I frequently represent local clients looking for retail spaces for their businesses. Often, they start off with dreams of leasing the most prevalent space in the most popular shopping center in town. There's good reason for that, of course. They want the traffic that such a great site will bring them, and the much greater shot at success that such a location brings.
Too often, when I begin to show them spaces, they start to ask about secondary retail locations, and then they ultimately concentrate on those spaces exclusively. As we continue on, a number of them even begin to focus on the least expensive locations in town. It's easy to see the process that happens in their minds. They start out very excited because they have a dream of opening this great, successful retail operation right in the middle of where everyone is shopping. Then, as time goes by, the "reality" of the costs of doing business sets in, and they get scared of the worst case scenario. They end up asking themselves "what happens if this doesn't work?", and they look to save on every expense including rent.

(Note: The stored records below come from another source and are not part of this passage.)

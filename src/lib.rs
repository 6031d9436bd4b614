pub mod config;
pub mod error;
pub mod message;
pub mod routes;
pub mod services;
pub mod state;
pub mod widget;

Unfortunately, that is often a recipe for failure. It is well understood that foot traffic and drive-by traffic are integral to the success of the vast majority of retail businesses. That's why drug store chains like to locate in shopping centers where large grocery store chains are. Other retailers are then attracted to the traffic that those two uses will bring into a center, and on and on it goes.
I've seen retailers ultimately elect to rent spaces that nobody can even see in order to save money. For instance, I saw one business locate in the basement of a regional shopping mall. The only things down there were their location and the mall management office. For some reason, they thought that people would find them because they were in a prevalent regional mall. The problem was that nobody knew they were there, and they did no business. That's an extreme example. However, the point is that every tenant needs to strike a balance between occupancy costs and visibility/traffic. It is an extreme rarity that a retail business does well in a location that people can't see when they drive by, or that they can't figure out how to get to.
Our job as brokers is to get them to balance their fear of failure with their sense of enterpeneurship. The right space gets them exposure to a large number of the right customers for the least cost possible. Once you start looking below that line, you are losing valuable customers and hence are really diminishing the probability of success.